John 2 years, 2 months ago
The Bahamas will see a strong tourist market at least until the second quarter 2023. This will be supplemented bu the economic activity in Florida due to reconstruction and rebuilding eff and some parts of Florida not being fully available to the tourist market. Although a number of European countries are said to already going into recession, this may be delayed in The Bahamas and even in China ge region. And may prevent the country from experiencing a very creep recession and a more rapid v recovery.
ThisIsOurs 2 years, 2 months ago
You've missed the point that "recovery" is all going towards digging us out of the very steep hole we dug in 2020/2021 that's why when were back to 2019 revenue levels, all things remaining the same, we'll still just be at 0 growth.
The problem I find is the people they're listening to, one expert was talking up 1% growth in 2019 as if we were doing great. "Any growth is good" is "technically" and "splitting hairs" correct, but not really, 1% is better than 0 bit it doesnt pass the "good" bar unless it is predictive of an upcoming growth trend, which it wasnt. I cant figure out if they really believed that was a good situation or they just didnt want to be on Minnis wrong side. The danger in the go along to get along analysis is, if the administration was listening to that person why would they think they needed to try to do any better? Today we gat a different group PR-ing everything, is Davis getting good analysis by which to make decisions?

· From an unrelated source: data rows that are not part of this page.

//! Styled one-line messages.

use super::colors::SemanticStyle;

pub fn print_success(msg: &str) {
    println!("{} {}", "✓".success(), msg);
}

/// Goes to stderr.
pub fn print_error(msg: &str) {
    eprintln!("{} {}", "✗".error(), msg);
}

pub fn print_warn(msg: &str) {
    println!("{} {}", "⚠".warning(), msg);
}

pub fn print_hint(msg: &str) {
    println!("{} {}", "→".muted(), msg.muted());
}

/// Indented `key: value` line.
pub fn print_labeled(key: &str, value: &str) {
    println!("  {}: {}", key.muted(), value);
}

John 2 years, 2 months ago
Well Minnis also listened to the wrong people during the pandemic. He was hoodwinked into believing the economy should be shut into an air and lightproof box and tucked away until the pandemic passed. True early precautions were necessary during the earlier part of the pandemic when little was known about the virus and most was speculation. And Minnis definitely saved a lot of lives by erring on the side of caution . He had to fire his health minister for breaching the protocols. But as things progressed, there was no reason not to let some stores other than banks and food stores open. People needed household furnishing for homes for people bedridden or hospitalized uniforms for work, underwear and shoes. No reason to allow these stores to open once or twice a week, even, if only for curbside service.or appointments. So AMAZON got all that business! Even people wanting to bury their dead relatives had to shop online or improvise. And remember China is still in partial lockdown because they failed to relax the protocols as the disease mutated and became less and less deadly.